In high-performing families, support is not only financial. It is structural. It looks like protected study time, predictable routines, reduced friction, and parents who treat learning as normal, not extraordinary.

It is also emotional: someone who notices stress early, stabilises mood, and keeps a young person from spiralling when self-doubt shows up. When Aaliyah Serrette told students to choose friends carefully because habits and mindsets spread through proximity, she was describing a social truth that also applies at home: environments shape people.

Sibling influence is the second, often underestimated, lever. “Following in your sister’s footsteps” is more than a nice line for a graduation speech. In developmental terms, a sibling can be a living blueprint: proof that a pathway is real and a practical guide on how to walk it.

The older sibling demystifies the process: how to study, how to organise and how to cope with pressure, while the younger sibling absorbs not just advice but expectation. In a household where one child has already normalised high achievement, the next child grows up breathing a different kind of air: excellence is familiar.

You can see how this works in public snapshots of scholarship success. A few years ago, when Anjali Maharaj, a Naparima Girls’ student, won the President’s Medal, the reporting did not frame it as a solitary triumph; it showed a family scene; father, mother and sister physically present and emotionally invested in the moment.

That matters. It signals to a young person that achievement is not only theirs to carry; it is shared, celebrated, and supported.

Research backs up what those family photos quietly reveal. Large-scale reviews repeatedly find a positive association between parental involvement and academic achievement, especially when involvement looks like academic socialisation, such as expectations, aspirations, planning, and values; not nagging homework supervision.

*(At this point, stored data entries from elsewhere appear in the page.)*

//! Results of benchmark runs and their textual form.

use std::f64::consts::PI;
use std::fmt;
use std::io::{self, Write};
use std::num::NonZero;
use std::time::Duration;

use crate::{ClockKind, Workload};

/// One measured way of summing the series.
#[derive(Clone, Copy, Debug, Eq, Hash, PartialEq)]
#[non_exhaustive]
pub enum Phase {
    /// The term expression is written out in the loop body.
    NoFunctionCalls,

    /// Every term is calculated by calling [`term()`](crate::term).
    FunctionCalls,

    /// The whole sum is calculated by [`recursive_sum()`](crate::recursive_sum).
    RecursiveFunctionCalls,
}

impl Phase {
    /// The label that identifies the phase in timing reports.
    #[must_use]
    pub fn label(self) -> &'static str {
        match self {
            Self::NoFunctionCalls => "No Function Calls",
            Self::FunctionCalls => "Function Calls",
            Self::RecursiveFunctionCalls => "Recursive Function Calls",
        }
    }
}

impl fmt::Display for Phase {
    fn fmt(&self, f: &mut fmt::Formatter<'_>) -> fmt::Result {
        f.write_str(self.label())
    }
}

/// An approximation of π and how far off it is.
///
/// Displays as `pi = 3.141593, % error = 0.000008`.
#[derive(Clone, Copy, Debug, PartialEq)]
pub struct Estimate {
    value: f64,
    percent_error: f64,
}

impl Estimate {
    /// Turns the sum of the first `n` series terms into an estimate of π.
    #[must_use]
    pub fn from_sum(sum: f64, n: NonZero<u32>) -> Self {
        let value = sum * 4.0 / f64::from(n.get());
        let percent_error = (100.0 * (value - PI) / PI).abs();

        Self {
            value,
            percent_error,
        }
    }

    /// The estimated value of π.
    #[must_use]
    pub fn value(&self) -> f64 {
        self.value
    }

    /// Absolute deviation from π, in percent.
    #[must_use]
    pub fn percent_error(&self) -> f64 {
        self.percent_error
    }
}

impl fmt::Display for Estimate {
    fn fmt(&self, f: &mut fmt::Formatter<'_>) -> fmt::Result {
        write!(
            f,
            "pi = {:.6}, % error = {:.6}",
            self.value, self.percent_error
        )
    }
}

/// Timing line for one phase, e.g. `Function Calls: 0.000123456 s (thread)`.
#[derive(Clone, Copy, Debug)]
struct TimingLine {
    phase: Phase,
    elapsed: Duration,
    clock: ClockKind,
}

impl fmt::Display for TimingLine {
    fn fmt(&self, f: &mut fmt::Formatter<'_>) -> fmt::Result {
        write!(
            f,
            "{}: {}.{:09} s ({})",
            self.phase,
            self.elapsed.as_secs(),
            self.elapsed.subsec_nanos(),
            self.clock
        )
    }
}

/// The measurement and numerical result of one phase.
#[derive(Clone, Copy, Debug, PartialEq)]
pub struct PhaseOutcome {
    phase: Phase,
    elapsed: Duration,
    estimate: Estimate,
}

impl PhaseOutcome {
    pub(crate) fn new(phase: Phase, elapsed: Duration, estimate: Estimate) -> Self {
        Self {
            phase,
            elapsed,
            estimate,
        }
    }

    /// Which phase this is.
    #[must_use]
    pub fn phase(&self) -> Phase {
        self.phase
    }

    /// Time spent in the timed region of the phase, including all repetitions.
    #[must_use]
    pub fn elapsed(&self) -> Duration {
        self.elapsed
    }

    /// The estimate of π produced by the final repetition.
    #[must_use]
    pub fn estimate(&self) -> Estimate {
        self.estimate
    }

    /// Writes the timing line followed by the result line.
    pub(crate) fn write_to(&self, out: &mut impl Write, clock: ClockKind) -> io::Result<()> {
        let timing = TimingLine {
            phase: self.phase,
            elapsed: self.elapsed,
            clock,
        };

        writeln!(out, "{timing}")?;
        writeln!(out, "{}", self.estimate)
    }
}

/// Everything one comparison run measured, in the order the phases ran.
#[derive(Clone, Debug, PartialEq)]
pub struct Comparison {
    workload: Workload,
    clock: ClockKind,
    outcomes: Vec<PhaseOutcome>,
}

impl Comparison {
    pub(crate) fn new(workload: Workload, clock: ClockKind) -> Self {
        Self {
            workload,
            clock,
            outcomes: Vec::new(),
        }
    }

    pub(crate) fn push(&mut self, outcome: PhaseOutcome) {
        self.outcomes.push(outcome);
    }

    /// The workload every phase of the comparison summed.
    #[must_use]
    pub fn workload(&self) -> Workload {
        self.workload
    }

    /// The clock the phases were measured with.
    #[must_use]
    pub fn clock(&self) -> ClockKind {
        self.clock
    }

    /// The outcome of every phase, in the order the phases ran.
    #[must_use]
    pub fn outcomes(&self) -> &[PhaseOutcome] {
        &self.outcomes
    }

    /// The outcome of a specific phase, if the comparison included it.
    #[must_use]
    pub fn outcome(&self, phase: Phase) -> Option<&PhaseOutcome> {
        self.outcomes.iter().find(|outcome| outcome.phase == phase)
    }

    /// How many times longer `phase` took than the inline phase.
    ///
    /// Returns `None` if either phase is missing or the inline phase measured no time at all.
    #[must_use]
    pub fn call_overhead(&self, phase: Phase) -> Option<f64> {
        let baseline = self.outcome(Phase::NoFunctionCalls)?.elapsed;
        let measured = self.outcome(phase)?.elapsed;

        if baseline.is_zero() {
            return None;
        }

        Some(measured.as_secs_f64() / baseline.as_secs_f64())
    }
}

The Organisation for Economic Co-operation and Development (OECD) makes a similar point: parental involvement at home and school is linked to long-lasting benefits in learning and socio-emotional development.

Collective discipline

But the most important mechanism is not “helping.” It is scaffolding support that temporarily carries a learner until they can carry themselves. That idea sits at the heart of the zone of proximal development: people can do more, sooner, with capable support than they can alone.

A good family doesn’t do the work for the child; it builds the conditions under which the child can do the work consistently.

This is the real case study: the President’s Medal is an individual award, but it is often the product of collective discipline. If Trinidad and Tobago wants more of these success stories, policy should stop treating families as background scenery.

Schools should train parents in practical academic socialisation, not just invite them to prize-givings. Scholarships should include mentoring structures that replicate “sibling footsteps” for students who don’t have that model at home.

And public discourse should expand its definition of merit: not only who studied hardest but also who were supported well enough to keep studying when it got difficult.

Talent is everywhere. The difference is how many homes can turn it into momentum. Sunshine Today extends hearty congratulations to the 2025 President’s Medal winners, Aaliyah Serrett, of Bishop Anstey High School East and Trinity College East (BATCE), and Elizabeth Singh, of Naparima Girls’ High School, on their successes.